Still, plastic French presses can sometimes be slightly lighter and more affordable, albeit less durable overall.
There are some decent BPA-free plastic options on the market that are great for backpacking and camping.
The best of which is the GSI Outdoors Java Press.
Titanium Cafe Press
Snowpeak’s Titanium Cafe Press has a volume of 24 oz. (700 ml) and weighs less than a piece of fruit at 6.3 oz. (178 g).
Collapsible handles make the Cafe Press low profile to fit in just about any nook or cranny you have left in your backpack.
Snow Peak Titanium Cafe Press
• Ultralight & strong
• Use w/any type of coffee or grind
• Cannister doubles as mug or cooking pot
• Folding handles for lower profile
• Quick & easy to use
• Comes w/carry-bag
• Coffee can easily be ‘over-brewed’
• Loses heat quickly
• Gets too hot for bare hands
Dimensions: 3.2 x 5.5 in (8 x 14 cm)
Weight: 6.3 oz (178 g)
Capacity: 24 fl oz. (700 ml)
A full titanium build means this press could probably survive a nuclear blast.
The only downside, the thin metal does get hot so you will need a cloth or something to grasp the sides or handles for operation.
For the same reason, the Cafe Press also loses heat quickly, meaning you will have to drink your coffee right away or have an insulated mug on hand.
The Pipamoka is a ‘twist’ on both the AeroPress and the traditional French press.
This self contained coffee maker uses twisting to force water through the coffee chamber.
Here is what that looks like in action–at 2:00 and 3:50 mins.:
Once you extract your brew the Pipamoka uses a vacuum-sealed stainless steel thermos style mug to keep your hands comfy and your coffee warm.
And these little coffee presses actually make some darn good coffee.
We like the integrated design that makes them self-contained and easy to pack up and shove into any open space in a backpack or duffel bag.
The Pipamoka keeps your brew warm for ~3-4 hours.
• Integrated thermos style mug
• Stays warm up to 4 hours
• Durable stainless steel
• Small footprint w/300 ml capacity
• Unique design for consistent brewing
• Easy to use & clean
• Slightly heavier than other options
• Brew time up to 2 minutes +/-
• Twist mechanism can be cumbersome
Dimensions: 2.85 x 7.16 in (73 x 182 mm)
Weight: 15 oz (425 g)
Capacity: 8 fl oz. (236 ml)
Car Camping Stanley French Press
For those of you who want a more luxurious French press that is still outdoor-ready, the Stanley Classic Stay Hot French Press is definitely worth considering.

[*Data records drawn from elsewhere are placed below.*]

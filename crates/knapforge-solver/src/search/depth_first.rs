//! Depth-first include/exclude search.

use knapforge_core::{Item, Selection};
use tracing::{debug, trace};

use super::SearchOutcome;
use crate::bounder::ValueBounder;
use crate::scope::SearchScope;
use crate::termination::Termination;

/// Pending work on the explicit search stack.
#[derive(Debug, Clone, Copy)]
enum Action {
    /// Decide item `index` with the given running totals.
    Visit { index: usize, weight: i64, value: i64 },
    /// Take item `index` and descend.
    Include { index: usize, weight: i64, value: i64 },
    /// Backtrack out of an include branch.
    Unselect,
}

/// Exhaustive binary decision search over the items in input order.
///
/// The exclude branch of every item is explored before its include branch
/// and the incumbent is replaced only on a strictly greater value, so the
/// first optimal selection in that order wins. An item is only included if
/// it fits in the remaining capacity.
///
/// The recursion is unrolled onto an explicit stack: every include leaves
/// one `Unselect` marker behind, so the stack never holds more than
/// `2 * n + 1` actions and deep instances cannot overflow the call stack.
///
/// # Example
///
/// ```
/// use knapforge_core::Item;
/// use knapforge_solver::bounder::NoBounder;
/// use knapforge_solver::search::DepthFirstSearch;
/// use knapforge_solver::{NoTermination, SearchScope};
///
/// let items = vec![
///     Item::new("A", 60, 10),
///     Item::new("B", 100, 20),
///     Item::new("C", 120, 30),
/// ];
/// let search = DepthFirstSearch::new(&items, 50, NoBounder);
/// let outcome = search.run(&mut SearchScope::new(), &NoTermination);
/// assert_eq!(outcome.best_value, 220);
/// assert_eq!(outcome.best_indices, vec![1, 2]);
/// ```
#[derive(Debug)]
pub struct DepthFirstSearch<'a, B> {
    items: &'a [Item],
    capacity: i64,
    bounder: B,
}

impl<'a, B: ValueBounder> DepthFirstSearch<'a, B> {
    /// Creates a search over validated `items`.
    pub fn new(items: &'a [Item], capacity: i64, bounder: B) -> Self {
        Self {
            items,
            capacity,
            bounder,
        }
    }

    /// Runs the search to completion or until `termination` fires.
    pub fn run<T>(&self, scope: &mut SearchScope, termination: &T) -> SearchOutcome
    where
        T: Termination + ?Sized,
    {
        let n = self.items.len();
        let mut selection = Selection::with_capacity(n);
        let mut best_value: i64 = 0;
        let mut best_indices: Vec<usize> = Vec::new();
        let mut terminated = false;

        let mut stack: Vec<Action> = Vec::with_capacity(2 * n + 2);
        stack.push(Action::Visit {
            index: 0,
            weight: 0,
            value: 0,
        });

        while let Some(action) = stack.pop() {
            match action {
                Action::Unselect => {
                    selection.pop();
                }
                Action::Include {
                    index,
                    weight,
                    value,
                } => {
                    let item = &self.items[index];
                    selection.push(index);
                    stack.push(Action::Unselect);
                    stack.push(Action::Visit {
                        index: index + 1,
                        weight: weight + item.weight(),
                        value: value + item.value(),
                    });
                }
                Action::Visit {
                    index,
                    weight,
                    value,
                } => {
                    if termination.is_terminated(scope) {
                        terminated = true;
                        break;
                    }
                    scope.increment_node_count();

                    if index == n {
                        scope.record_leaf();
                        if value > best_value {
                            best_value = value;
                            selection.copy_into(&mut best_indices);
                            scope.record_improvement(value);
                            debug!(
                                event = "new_best",
                                value = value,
                                weight = weight,
                                items = best_indices.len(),
                                nodes = scope.nodes_explored(),
                            );
                        }
                        continue;
                    }

                    let remaining = self.capacity - weight;
                    if let Some(bound) = self.bounder.optimistic_bound(index, remaining) {
                        if value.saturating_add(bound) <= best_value {
                            scope.record_prune();
                            trace!(
                                event = "prune",
                                depth = index,
                                value = value,
                                bound = bound,
                                best = best_value,
                            );
                            continue;
                        }
                    }

                    // LIFO: the exclude branch is pushed last so it runs first.
                    let fits = weight
                        .checked_add(self.items[index].weight())
                        .is_some_and(|w| w <= self.capacity);
                    if fits {
                        stack.push(Action::Include {
                            index,
                            weight,
                            value,
                        });
                    }
                    stack.push(Action::Visit {
                        index: index + 1,
                        weight,
                        value,
                    });
                }
            }
        }

        SearchOutcome {
            best_value,
            best_indices,
            terminated,
        }
    }
}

Not nearly as light or packable as the two options above, Stanley products do have a solid reputation for quality, and their French press is no exception.
Since inception Stanley has been constantly innovating and re-imagining.
Their latest efforts, which include the retro-styled Stay Hot Press, focus more on lifestyle and we can all thank them for it.
Stanley Classic Stay Hot French Press
• Retro-style w/a rugged build
• Ergonomic angled handle
• Double-walled 18/8 stainless steel
• Press components also made of steel
• Stays hot ~4 hrs./Cold ~9 hrs.
• Lifetime warranty
• Heaviest option
Dimensions: 7.13 x 4.88 x 9.53 in (18 x 12 x 24 cm)
Weight: 2.5 lb (1134 g)
Capacity: 48 fl oz. (1419 ml)
The Stay Hot Press is made of 18/8 BPA-free stainless steel with double-wall vacuum insulation and a tough ergonomic handle that will keep your coffee hot and your hands cool.
If you are looking for the best car camping or van life French press that still looks fashionable on any kitchen table, the Stanley Stay Hot French Press will be your solid morning companion for years to come.
Instant Coffee For Camping & Backpacking
Looking for a hassle free, low volume alternative for coffee on the move?
Instant is now a truly worthy option.
With a reputation for poor taste, instant coffee hasn’t always been on peoples’ lists of top coffee making methods for camping. Modern instant coffee, however, has changed dramatically for the better.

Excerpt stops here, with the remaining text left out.